The Bengaluru-based online retailer has been weighing a US initial public offering and it’s now also looking at other options, the people said. Flipkart’s advisers have approached several SPACs, said one of the people, who asked not to be identified as the information is not public. Flipkart could seek a valuation of at least $35 billion in a blank-check transaction, the people said.
Deliberations are at an early stage and Flipkart could still explore other options, the people said. A representative for Flipkart had no immediate comment.
The e-commerce firm is joining other Indian firms like online grocer Grofers in exploring a US listing through SPAC deals. ReNew Power last week agreed to merge with a US-listed special purpose acquisition company in a deal that will give India’s biggest renewable power producer an enterprise value of $8 billion.

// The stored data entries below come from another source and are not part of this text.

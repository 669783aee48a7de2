//! Folder kind enumeration.

use serde::{Deserialize, Serialize};
use std::fmt;
use std::str::FromStr;

/// Distinguishes the two bootstrap folders from ordinary user folders.
///
/// Every family has exactly one `Root` and at most one `Inbox` (created
/// under the Root on demand). Neither may be renamed, moved, or deleted.
#[derive(Debug, Clone, Copy, PartialEq, Eq, Hash, Serialize, Deserialize, sqlx::Type)]
#[sqlx(type_name = "folder_kind", rename_all = "lowercase")]
#[serde(rename_all = "lowercase")]
pub enum FolderKind {
    /// The single top-level folder of a family; its path is `/`.
    Root,
    /// The landing folder for uploaded files awaiting organization.
    Inbox,
    /// An ordinary user-created folder.
    Regular,
}

impl FolderKind {
    /// Check whether this kind is one of the protected bootstrap folders.
    pub fn is_system(&self) -> bool {
        matches!(self, Self::Root | Self::Inbox)
    }

    /// Return the kind as a lowercase string.
    pub fn as_str(&self) -> &'static str {
        match self {
            Self::Root => "root",
            Self::Inbox => "inbox",
            Self::Regular => "regular",
        }
    }
}

impl fmt::Display for FolderKind {
    fn fmt(&self, f: &mut fmt::Formatter<'_>) -> fmt::Result {
        write!(f, "{}", self.as_str())
    }
}

impl FromStr for FolderKind {
    type Err = famvault_core::AppError;

    fn from_str(s: &str) -> Result<Self, Self::Err> {
        match s.to_lowercase().as_str() {
            "root" => Ok(Self::Root),
            "inbox" => Ok(Self::Inbox),
            "regular" => Ok(Self::Regular),
            _ => Err(famvault_core::AppError::validation(format!(
                "Invalid folder kind: '{s}'. Expected one of: root, inbox, regular"
            ))),
        }
    }
}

Merging with SPACs, which are shell companies that raise money from public investors intending to acquire a business within two years, will allow Walmart to take its India unit to market at a faster pace than the usual IPO route. As many as 10 Indian companies could go public through SPAC deals before the end of the year, Utpal Oza, head of investment banking for India at Nomura Holdings Inc, said in an interview.
Flipkart, which is battling with e-commerce arch-rival Amazon.com Inc and Mukesh Ambani’s retail venture for market share in India, started operations in 2007 and now sells 80 million products on its platforms. Walmart acquired a majority stake in Flipkart in a $16 billion deal in 2018.